■ **THE PROBLEM**:
Find all lines in the records that include the word "Back", and copy them out.

■ **RECORDS PROVIDED**:
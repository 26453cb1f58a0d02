//! # Database Pool Management
//!
//! Connection pool creation and configuration for SQLite.
//!
//! ## Lifecycle
//! ```text
//! ┌─────────────────────────────────────────────────────────────────────────┐
//! │                      Database Handle Lifecycle                          │
//! │                                                                         │
//! │  main()                                                                │
//! │    │                                                                    │
//! │    ▼                                                                    │
//! │  DbConfig::new(path)         ← from ShopConfig.database_path           │
//! │    │                                                                    │
//! │    ▼                                                                    │
//! │  Database::new(config).await ← pool + migrations, failure is fatal     │
//! │    │                                                                    │
//! │    ▼                                                                    │
//! │  db.stores()                 ← Arc<dyn ...Store> set for the services  │
//! │    │                                                                    │
//! │    ▼                                                                    │
//! │  front end session(s)                                                  │
//! │    │                                                                    │
//! │    ▼                                                                    │
//! │  db.close().await            ← on quit / end of input                  │
//! └─────────────────────────────────────────────────────────────────────────┘
//! ```
//!
//! The handle is owned by the entry point and passed down explicitly.
//! There is no global connection.

use sqlx::sqlite::{SqliteConnectOptions, SqliteJournalMode, SqlitePoolOptions, SqliteSynchronous};
use sqlx::SqlitePool;
use std::path::PathBuf;
use std::str::FromStr;
use std::sync::Arc;
use std::time::Duration;
use tracing::{debug, info};

use gameshop_core::Stores;

use crate::error::{DbError, DbResult};
use crate::migrations;
use crate::repository::{
    CustomerRepository, EmployeeRepository, GameRepository, RentalRepository, SaleRepository,
};

// =============================================================================
// Configuration
// =============================================================================

/// Database configuration.
///
/// ## Example
/// ```rust,ignore
/// let config = DbConfig::new("./gameshop.db").max_connections(2);
/// ```
#[derive(Debug, Clone)]
pub struct DbConfig {
    /// Path to the SQLite database file.
    pub database_path: PathBuf,

    /// Maximum number of connections in the pool.
    /// Default: 4 (one interactive session at a time)
    pub max_connections: u32,

    /// Minimum number of connections to keep alive.
    pub min_connections: u32,

    /// Connection timeout duration.
    pub connect_timeout: Duration,

    /// Idle timeout before closing a connection.
    pub idle_timeout: Option<Duration>,

    /// Whether to run migrations on connect.
    pub run_migrations: bool,
}

impl DbConfig {
    /// Creates a configuration for the given file, created if missing.
    pub fn new(path: impl Into<PathBuf>) -> Self {
        DbConfig {
            database_path: path.into(),
            max_connections: 4,
            min_connections: 1,
            connect_timeout: Duration::from_secs(10),
            idle_timeout: Some(Duration::from_secs(600)),
            run_migrations: true,
        }
    }

    pub fn max_connections(mut self, max: u32) -> Self {
        self.max_connections = max;
        self
    }

    pub fn connect_timeout(mut self, timeout: Duration) -> Self {
        self.connect_timeout = timeout;
        self
    }

    pub fn run_migrations(mut self, run: bool) -> Self {
        self.run_migrations = run;
        self
    }

    /// Creates an in-memory database configuration (for testing).
    ///
    /// A single connection that never idles out, so the database lives as
    /// long as the pool does.
    pub fn in_memory() -> Self {
        DbConfig {
            database_path: PathBuf::from(":memory:"),
            max_connections: 1,
            min_connections: 1,
            connect_timeout: Duration::from_secs(5),
            idle_timeout: None,
            run_migrations: true,
        }
    }
}

// =============================================================================
// Database
// =============================================================================

/// Owned database handle providing repository access.
#[derive(Debug, Clone)]
pub struct Database {
    pool: SqlitePool,
}

impl Database {
    /// Opens the pool and runs migrations (if enabled).
    ///
    /// ## What This Does
    /// 1. Creates the database file if it doesn't exist
    /// 2. WAL journal, NORMAL synchronous, foreign keys on
    /// 3. Creates the connection pool
    /// 4. Runs migrations
    ///
    /// ## Returns
    /// * `Err(DbError::ConnectionFailed)` - file can't be opened
    /// * `Err(DbError::MigrationFailed)` - schema couldn't be applied
    pub async fn new(config: DbConfig) -> DbResult<Self> {
        info!(
            path = %config.database_path.display(),
            "Initializing database connection"
        );

        let connect_url = format!("sqlite://{}?mode=rwc", config.database_path.display());

        let connect_options = SqliteConnectOptions::from_str(&connect_url)
            .map_err(|e| DbError::ConnectionFailed(e.to_string()))?
            .journal_mode(SqliteJournalMode::Wal)
            .synchronous(SqliteSynchronous::Normal)
            // SQLite has them disabled by default
            .foreign_keys(true)
            .create_if_missing(true);

        debug!("Connection options configured");

        let pool = SqlitePoolOptions::new()
            .max_connections(config.max_connections)
            .min_connections(config.min_connections)
            .acquire_timeout(config.connect_timeout)
            .idle_timeout(config.idle_timeout)
            .connect_with(connect_options)
            .await
            .map_err(|e| DbError::ConnectionFailed(e.to_string()))?;

        info!(
            max_connections = config.max_connections,
            "Database pool created"
        );

        let db = Database { pool };

        if config.run_migrations {
            db.run_migrations().await?;
        }

        Ok(db)
    }

    pub async fn run_migrations(&self) -> DbResult<()> {
        info!("Running database migrations");
        migrations::run_migrations(&self.pool).await?;
        info!("Migrations complete");
        Ok(())
    }

    /// Returns a reference to the connection pool.
    pub fn pool(&self) -> &SqlitePool {
        &self.pool
    }

    pub fn customers(&self) -> CustomerRepository {
        CustomerRepository::new(self.pool.clone())
    }

    pub fn games(&self) -> GameRepository {
        GameRepository::new(self.pool.clone())
    }

    pub fn rentals(&self) -> RentalRepository {
        RentalRepository::new(self.pool.clone())
    }

    pub fn sales(&self) -> SaleRepository {
        SaleRepository::new(self.pool.clone())
    }

    pub fn employees(&self) -> EmployeeRepository {
        EmployeeRepository::new(self.pool.clone())
    }

    /// Every repository as a store trait object, ready for the core services.
    pub fn stores(&self) -> Stores {
        Stores {
            customers: Arc::new(self.customers()),
            games: Arc::new(self.games()),
            rentals: Arc::new(self.rentals()),
            sales: Arc::new(self.sales()),
            employees: Arc::new(self.employees()),
        }
    }

    /// Closes the pool. Repository calls fail afterwards.
    pub async fn close(&self) {
        info!("Closing database connection pool");
        self.pool.close().await;
    }

    /// Checks if the database can execute queries.
    pub async fn health_check(&self) -> bool {
        sqlx::query("SELECT 1")
            .execute(&self.pool)
            .await
            .is_ok()
    }
}

// =============================================================================
// Unit Tests
// =============================================================================

#[cfg(test)]
mod tests {
    use super::*;

    #[tokio::test]
    async fn test_in_memory_database() {
        let db = Database::new(DbConfig::in_memory()).await.unwrap();
        assert!(db.health_check().await);
    }

    #[tokio::test]
    async fn test_closed_pool_is_unhealthy() {
        let db = Database::new(DbConfig::in_memory()).await.unwrap();
        db.close().await;
        assert!(!db.health_check().await);
    }

    #[tokio::test]
    async fn test_unopenable_path_fails() {
        let config = DbConfig::new("/nonexistent-dir/deeper/gameshop.db")
            .connect_timeout(Duration::from_secs(1));
        let err = Database::new(config).await.unwrap_err();
        assert!(matches!(err, DbError::ConnectionFailed(_)));
    }

    #[test]
    fn test_config_builder() {
        let config = DbConfig::new("/tmp/test.db")
            .max_connections(2)
            .run_migrations(false);

        assert_eq!(config.max_connections, 2);
        assert!(!config.run_migrations);
    }
}
//! # Rent a Game
//!
//! platform → compatible games → duration → loyalty offer → confirm → commit

use tracing::debug;

use gameshop_core::Customer;

use super::{choose_duration, choose_from, choose_platform, confirm, list_games, offer_points};
use crate::console::Console;
use crate::error::ShopResult;
use crate::state::AppContext;

pub async fn rent_game(
    ctx: &AppContext,
    console: &mut dyn Console,
    customer: &mut Customer,
) -> ShopResult<()> {
    console.heading("Rent a game");

    let platform = choose_platform(console)?;
    let games = ctx.shop.list_for_rent(platform).await?;
    if games.is_empty() {
        console.error("No games available for this platform");
        return Ok(());
    }

    list_games(ctx, console, &games, "/day");
    let game = choose_from(console, "Select game (number)", &games)?;
    let duration = choose_duration(ctx, console, game)?;

    let quote = ctx.shop.quote_rental(customer, game, duration);
    let use_points = offer_points(ctx, console, customer.loyalty_points, &quote.price)?;

    console.say(&format!("Total: {}", ctx.money(quote.price.final_price(use_points))));
    if !confirm(console, "Confirm rental? (yes/no)")? {
        debug!(game_id = %game.id, "Rental cancelled");
        console.say("Rental cancelled");
        return Ok(());
    }

    let receipt = ctx
        .shop
        .commit_rental(customer, &quote, platform, use_points, ctx.today())
        .await?;

    console.success(&format!("Rental successful! {}", receipt.game_title));
    console.say(&format!("Return date: {}", receipt.rental.return_date));
    if receipt.points_used > 0 {
        console.say(&format!("Redeemed {} loyalty points", receipt.points_used));
    }
    console.say(&format!(
        "Earned {} loyalty points! Balance: {}",
        receipt.points_earned, receipt.balance
    ));

    Ok(())
}
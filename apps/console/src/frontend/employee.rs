//! # Employee Front End
//!
//! ```text
//! Email (or 'exit' to quit) ──► Employee menu
//!                                 1) Select/Add Customer ──► Customer session
//!                                 2) View All Customers        1) Rent
//!                                 3) View Shop Revenue         2) Buy
//!                                 4) Logout                    3) Return
//!                                                              4) View Rentals
//!                                                              5) Back
//! ```

use gameshop_core::Customer;

use super::report;
use crate::commands::account::{login_employee, select_or_add_customer, Login};
use crate::commands::read_choice;
use crate::commands::rental::rent_game;
use crate::commands::report::{view_all_customers, view_revenue};
use crate::commands::returns::{return_game, view_rentals};
use crate::commands::sale::buy_game;
use crate::console::Console;
use crate::error::ShopResult;
use crate::state::AppContext;

pub async fn run(ctx: &AppContext, console: &mut dyn Console) -> ShopResult<()> {
    console.heading(&format!("{} - Employee System", ctx.config.shop_name));

    loop {
        let employee = match login_employee(ctx, console).await {
            Ok(Login::Authenticated(employee)) => employee,
            Ok(Login::Failed) => continue,
            Ok(Login::Exit) => break,
            Err(e) => {
                report(console, e)?;
                continue;
            }
        };

        console.success(&format!("Welcome, {}!", employee.name));
        menu(ctx, console).await?;
        console.say("Logging out...");
    }

    console.say("Thank you for using the employee system!");
    Ok(())
}

async fn menu(ctx: &AppContext, console: &mut dyn Console) -> ShopResult<()> {
    loop {
        console.heading("Employee menu");
        console.say("1) Select/Add Customer");
        console.say("2) View All Customers");
        console.say("3) View Shop Revenue");
        console.say("4) Logout");

        let choice = match read_choice(console, "Your choice", 4) {
            Ok(choice) => choice,
            Err(e) => {
                report(console, e)?;
                continue;
            }
        };

        let result = match choice {
            1 => serve_customer(ctx, console).await,
            2 => view_all_customers(ctx, console).await,
            3 => view_revenue(ctx, console).await,
            _ => return Ok(()),
        };

        if let Err(e) = result {
            report(console, e)?;
        }
    }
}

async fn serve_customer(ctx: &AppContext, console: &mut dyn Console) -> ShopResult<()> {
    match select_or_add_customer(ctx, console).await? {
        Some(mut customer) => customer_session(ctx, console, &mut customer).await,
        None => Ok(()),
    }
}

async fn customer_session(
    ctx: &AppContext,
    console: &mut dyn Console,
    customer: &mut Customer,
) -> ShopResult<()> {
    loop {
        console.heading(&format!("Customer: {}", customer.name));
        console.say(&format!("Loyalty Points: {}", customer.loyalty_points));
        console.say("1) Rent a Game");
        console.say("2) Buy a Game");
        console.say("3) Return a Rental");
        console.say("4) View Customer's Rentals");
        console.say("5) Back to Employee Menu");

        let choice = match read_choice(console, "Your choice", 5) {
            Ok(choice) => choice,
            Err(e) => {
                report(console, e)?;
                continue;
            }
        };

        let result = match choice {
            1 => rent_game(ctx, console, customer).await,
            2 => buy_game(ctx, console, customer).await,
            3 => return_game(ctx, console, customer).await,
            4 => view_rentals(ctx, console, customer).await,
            _ => return Ok(()),
        };

        if let Err(e) = result {
            report(console, e)?;
        }
    }
}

■ **ANSWER BOX**:
//!                                                              5) Back
        console.say("5) Back to Employee Menu");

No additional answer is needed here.